→ **Task directions**: Taking the entries below from the top, restate each line exactly and end with the line containing "The engine knows".

→ **Records for the exercise**:
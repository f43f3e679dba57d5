//! Layout-driven binary codec for fixed-size records.
//!
//! Wire format of every kind:
//! ```text
//! [field @ offset, width bytes, little-endian] ... exactly total_size bytes
//! ```
//! The engine knows nothing about individual kinds.  It walks a
//! [`RecordLayout`] and moves bytes between a buffer and a [`FieldSet`]; the
//! typed [`Record`] wrappers at the bottom of this file convert between the
//! generic and the typed form.
//!
//! # Size validation
//!
//! The buffer length is checked against `total_size` before a single field
//! is read.  Shorter buffers are always rejected.  Longer buffers are
//! rejected unless the [`DecodePolicy`] explicitly tolerates trailing bytes
//! (some transports append a footer the codec must not silently swallow).

use std::collections::BTreeMap;

use serde::{Deserialize, Serialize};
use thiserror::Error;
use tracing::trace;

use crate::protocol::field::{FieldDescriptor, Value};
use crate::protocol::layout::{LayoutError, RecordLayout};
use crate::protocol::record::Record;

/// Errors that can occur while registering, decoding, encoding or routing.
#[derive(Debug, Clone, Error, PartialEq)]
pub enum ProtocolError {
    /// No layout is registered for this kind tag.
    #[error("unknown kind: {0}")]
    UnknownKind(u32),

    /// A layout is already registered for this kind tag.
    #[error("duplicate kind: {0} is already registered")]
    DuplicateKind(u32),

    /// The buffer is shorter than the kind's declared size.
    #[error("truncated buffer: need {needed} bytes, got {available}")]
    TruncatedBuffer { needed: usize, available: usize },

    /// The buffer is longer than the kind's declared size and the decode
    /// policy does not tolerate that many trailing bytes.
    #[error("oversized buffer: expected {expected} bytes, got {available}")]
    OversizedBuffer { expected: usize, available: usize },

    /// A record was handed to the layout of a different kind.
    #[error("kind mismatch: layout is for kind {expected}, record is kind {found}")]
    KindMismatch { expected: u32, found: u32 },

    /// A named field has no value in the field set.
    #[error("missing value for field `{0}`")]
    MissingField(String),

    /// A value's type or width disagrees with its descriptor.
    #[error("type mismatch for field `{0}`")]
    TypeMismatch(String),

    /// Stored reserved bytes are not exactly as wide as their region.
    #[error("reserved region at offset {offset} is {expected} bytes, got {found}")]
    ReservedLengthMismatch {
        offset: usize,
        expected: usize,
        found: usize,
    },

    /// A layout failed validation.
    #[error("invalid layout: {0}")]
    InvalidLayout(#[from] LayoutError),
}

// ── Decode policy ─────────────────────────────────────────────────────────────

/// What to do with bytes past the end of a record.
#[derive(Debug, Clone, Copy, PartialEq, Eq, Default, Serialize, Deserialize)]
pub enum TrailingBytes {
    /// Any byte past `total_size` is an [`ProtocolError::OversizedBuffer`].
    #[default]
    Reject,
    /// Up to `max` extra bytes are ignored and never read.
    Allow { max: usize },
}

/// Per-deployment decode settings.
///
/// The default is strict: the buffer must be exactly `total_size` bytes.
#[derive(Debug, Clone, Copy, PartialEq, Eq, Default, Serialize, Deserialize)]
pub struct DecodePolicy {
    pub trailing_bytes: TrailingBytes,
}

impl DecodePolicy {
    /// Exact-length decoding.
    pub const fn strict() -> Self {
        Self {
            trailing_bytes: TrailingBytes::Reject,
        }
    }

    /// Tolerates up to `max` bytes after the record (e.g. a checksum footer).
    pub const fn allow_trailing(max: usize) -> Self {
        Self {
            trailing_bytes: TrailingBytes::Allow { max },
        }
    }

    /// Checks a buffer length against a layout under this policy.
    ///
    /// # Errors
    ///
    /// Returns [`ProtocolError::TruncatedBuffer`] or
    /// [`ProtocolError::OversizedBuffer`].
    pub fn check_len(&self, available: usize, layout: &RecordLayout) -> Result<(), ProtocolError> {
        let expected = layout.total_size();
        if available < expected {
            return Err(ProtocolError::TruncatedBuffer {
                needed: expected,
                available,
            });
        }
        let extra = available - expected;
        let tolerated = match self.trailing_bytes {
            TrailingBytes::Reject => 0,
            TrailingBytes::Allow { max } => max,
        };
        if extra > tolerated {
            return Err(ProtocolError::OversizedBuffer {
                expected,
                available,
            });
        }
        Ok(())
    }
}

// ── Generic decoded form ──────────────────────────────────────────────────────

/// Generic decoded form of one record.
///
/// Named values are keyed by field label; placeholder bytes are keyed by
/// their offset in the record.  A `FieldSet` owns all of its data and never
/// borrows from the buffer it was decoded from.
#[derive(Debug, Clone, PartialEq, Serialize, Deserialize)]
pub struct FieldSet {
    kind_tag: u32,
    values: BTreeMap<String, Value>,
    reserved: BTreeMap<usize, Vec<u8>>,
}

impl FieldSet {
    /// Creates an empty field set for `kind_tag`.
    pub fn new(kind_tag: u32) -> Self {
        Self {
            kind_tag,
            values: BTreeMap::new(),
            reserved: BTreeMap::new(),
        }
    }

    pub fn kind_tag(&self) -> u32 {
        self.kind_tag
    }

    /// Returns the value of a named field, if present.
    pub fn get(&self, name: &str) -> Option<&Value> {
        self.values.get(name)
    }

    /// Sets (or replaces) the value of a named field.
    pub fn set(&mut self, name: impl Into<String>, value: Value) -> &mut Self {
        self.values.insert(name.into(), value);
        self
    }

    /// Returns the stored bytes of the placeholder at `offset`.
    pub fn reserved(&self, offset: usize) -> Option<&[u8]> {
        self.reserved.get(&offset).map(Vec::as_slice)
    }

    /// Stores the bytes of the placeholder at `offset`.
    pub fn set_reserved(&mut self, offset: usize, bytes: impl Into<Vec<u8>>) -> &mut Self {
        self.reserved.insert(offset, bytes.into());
        self
    }

    /// Named values in label order.
    pub fn values(&self) -> impl Iterator<Item = (&str, &Value)> + '_ {
        self.values.iter().map(|(k, v)| (k.as_str(), v))
    }

    /// Placeholder regions in offset order.
    pub fn reserved_regions(&self) -> impl Iterator<Item = (usize, &[u8])> + '_ {
        self.reserved.iter().map(|(k, v)| (*k, v.as_slice()))
    }

    fn require(&self, name: &str) -> Result<&Value, ProtocolError> {
        self.get(name)
            .ok_or_else(|| ProtocolError::MissingField(name.to_string()))
    }

    /// Reads a named `i8` field.
    pub fn i8(&self, name: &str) -> Result<i8, ProtocolError> {
        match self.require(name)? {
            Value::I8(v) => Ok(*v),
            _ => Err(ProtocolError::TypeMismatch(name.to_string())),
        }
    }

    /// Reads a named `i16` field.
    pub fn i16(&self, name: &str) -> Result<i16, ProtocolError> {
        match self.require(name)? {
            Value::I16(v) => Ok(*v),
            _ => Err(ProtocolError::TypeMismatch(name.to_string())),
        }
    }

    /// Reads a named `i32` field.
    pub fn i32(&self, name: &str) -> Result<i32, ProtocolError> {
        match self.require(name)? {
            Value::I32(v) => Ok(*v),
            _ => Err(ProtocolError::TypeMismatch(name.to_string())),
        }
    }

    /// Reads a named `u8` field.
    pub fn u8(&self, name: &str) -> Result<u8, ProtocolError> {
        match self.require(name)? {
            Value::U8(v) => Ok(*v),
            _ => Err(ProtocolError::TypeMismatch(name.to_string())),
        }
    }

    /// Reads a named `u16` field.
    pub fn u16(&self, name: &str) -> Result<u16, ProtocolError> {
        match self.require(name)? {
            Value::U16(v) => Ok(*v),
            _ => Err(ProtocolError::TypeMismatch(name.to_string())),
        }
    }

    /// Reads a named `u32` field.
    pub fn u32(&self, name: &str) -> Result<u32, ProtocolError> {
        match self.require(name)? {
            Value::U32(v) => Ok(*v),
            _ => Err(ProtocolError::TypeMismatch(name.to_string())),
        }
    }

    /// Reads a named `f32` field.
    pub fn f32(&self, name: &str) -> Result<f32, ProtocolError> {
        match self.require(name)? {
            Value::F32(v) => Ok(*v),
            _ => Err(ProtocolError::TypeMismatch(name.to_string())),
        }
    }

    /// Copies the placeholder at `offset` into a fixed-size array.
    ///
    /// A region that was never stored reads as zeros, matching what the
    /// encoder would write for it.
    pub fn reserved_array<const N: usize>(&self, offset: usize) -> Result<[u8; N], ProtocolError> {
        let mut out = [0u8; N];
        if let Some(bytes) = self.reserved(offset) {
            if bytes.len() != N {
                return Err(ProtocolError::ReservedLengthMismatch {
                    offset,
                    expected: N,
                    found: bytes.len(),
                });
            }
            out.copy_from_slice(bytes);
        }
        Ok(out)
    }
}

// ── Public API ────────────────────────────────────────────────────────────────

/// Decodes one record of `layout`'s kind from `buffer`.
///
/// Each field is an independent read at its declared offset, so the result
/// does not depend on the order fields were declared in.  Bytes outside
/// `[0, total_size)` are never read.
///
/// # Errors
///
/// Returns [`ProtocolError::TruncatedBuffer`] or
/// [`ProtocolError::OversizedBuffer`] if the length check fails; no field is
/// read in that case.
///
/// # Examples
///
/// ```rust
/// use ys_proto::protocol::codec::{decode, encode, DecodePolicy};
/// use ys_proto::protocol::field::FieldDescriptor;
/// use ys_proto::protocol::layout::RecordLayout;
///
/// let layout = RecordLayout::new(
///     42,
///     "demo",
///     vec![
///         FieldDescriptor::unsigned("count", 0, 2),
///         FieldDescriptor::reserved("u1", 2, 2),
///     ],
///     4,
/// )
/// .unwrap();
///
/// let bytes = [0x05, 0x00, 0xAA, 0xBB];
/// let set = decode(&bytes, &layout, DecodePolicy::strict()).unwrap();
/// assert_eq!(set.u16("count").unwrap(), 5);
/// assert_eq!(set.reserved(2), Some(&[0xAA, 0xBB][..]));
/// assert_eq!(encode(&set, &layout).unwrap(), bytes);
/// ```
pub fn decode(
    buffer: &[u8],
    layout: &RecordLayout,
    policy: DecodePolicy,
) -> Result<FieldSet, ProtocolError> {
    policy.check_len(buffer.len(), layout)?;
    let record = &buffer[..layout.total_size()];

    let mut set = FieldSet::new(layout.kind_tag());
    for field in layout.fields() {
        let bytes = region(record, field)?;
        if field.is_placeholder() {
            set.reserved.insert(field.offset, bytes.to_vec());
        } else {
            let value = Value::from_le_slice(field.ty, bytes)
                .ok_or_else(|| ProtocolError::TypeMismatch(field.name.to_string()))?;
            set.values.insert(field.name.to_string(), value);
        }
    }

    trace!(
        "decoded kind {} ({}), {} bytes",
        layout.kind_tag(),
        layout.name(),
        layout.total_size()
    );
    Ok(set)
}

/// Encodes `set` into exactly `layout.total_size()` bytes.
///
/// Placeholders are written first from the stored bytes, then every named
/// field.  Any byte covered by neither stays zero.
///
/// # Errors
///
/// Returns [`ProtocolError::KindMismatch`] if `set` belongs to another kind,
/// [`ProtocolError::MissingField`] or [`ProtocolError::TypeMismatch`] if a
/// named value is absent or has the wrong shape, and
/// [`ProtocolError::ReservedLengthMismatch`] if stored placeholder bytes have
/// the wrong length.
pub fn encode(set: &FieldSet, layout: &RecordLayout) -> Result<Vec<u8>, ProtocolError> {
    if set.kind_tag() != layout.kind_tag() {
        return Err(ProtocolError::KindMismatch {
            expected: layout.kind_tag(),
            found: set.kind_tag(),
        });
    }

    let mut buf = vec![0u8; layout.total_size()];

    for field in layout.placeholders() {
        let Some(stored) = set.reserved(field.offset) else {
            continue;
        };
        if stored.len() != field.width {
            return Err(ProtocolError::ReservedLengthMismatch {
                offset: field.offset,
                expected: field.width,
                found: stored.len(),
            });
        }
        region_mut(&mut buf, field)?.copy_from_slice(stored);
    }

    for field in layout.named_fields() {
        let value = set.require(field.name)?;
        if !value.fits(field) || !value.write_le(region_mut(&mut buf, field)?) {
            return Err(ProtocolError::TypeMismatch(field.name.to_string()));
        }
    }

    trace!(
        "encoded kind {} ({}), {} bytes",
        layout.kind_tag(),
        layout.name(),
        buf.len()
    );
    Ok(buf)
}

/// Decodes `buffer` and converts the result into a typed [`Record`].
///
/// # Errors
///
/// Everything [`decode`] returns, plus conversion errors if `layout`'s tag
/// belongs to a typed kind but the layout does not match that kind.
pub fn decode_record(
    buffer: &[u8],
    layout: &RecordLayout,
    policy: DecodePolicy,
) -> Result<Record, ProtocolError> {
    Record::from_field_set(decode(buffer, layout, policy)?)
}

/// Encodes a typed [`Record`] against `layout`.
///
/// # Errors
///
/// Everything [`encode`] returns.
pub fn encode_record(record: &Record, layout: &RecordLayout) -> Result<Vec<u8>, ProtocolError> {
    encode(&record.to_field_set(), layout)
}

// ── Utility helpers ───────────────────────────────────────────────────────────

fn region<'a>(buf: &'a [u8], field: &FieldDescriptor) -> Result<&'a [u8], ProtocolError> {
    let available = buf.len();
    buf.get(field.range())
        .ok_or(ProtocolError::TruncatedBuffer {
            needed: field.offset.saturating_add(field.width),
            available,
        })
}

fn region_mut<'a>(
    buf: &'a mut [u8],
    field: &FieldDescriptor,
) -> Result<&'a mut [u8], ProtocolError> {
    let available = buf.len();
    buf.get_mut(field.range())
        .ok_or(ProtocolError::TruncatedBuffer {
            needed: field.offset.saturating_add(field.width),
            available,
        })
}

// ── Tests ─────────────────────────────────────────────────────────────────────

→ **Task response**:
repository f43f3e679dba57d5
//! Layout-driven binary codec for fixed-size records.
//!
//! Wire format of every kind:
//! ```text
//! [field @ offset, width bytes, little-endian] ... exactly total_size bytes
//! ```
//! The engine knows nothing about individual kinds.  It walks a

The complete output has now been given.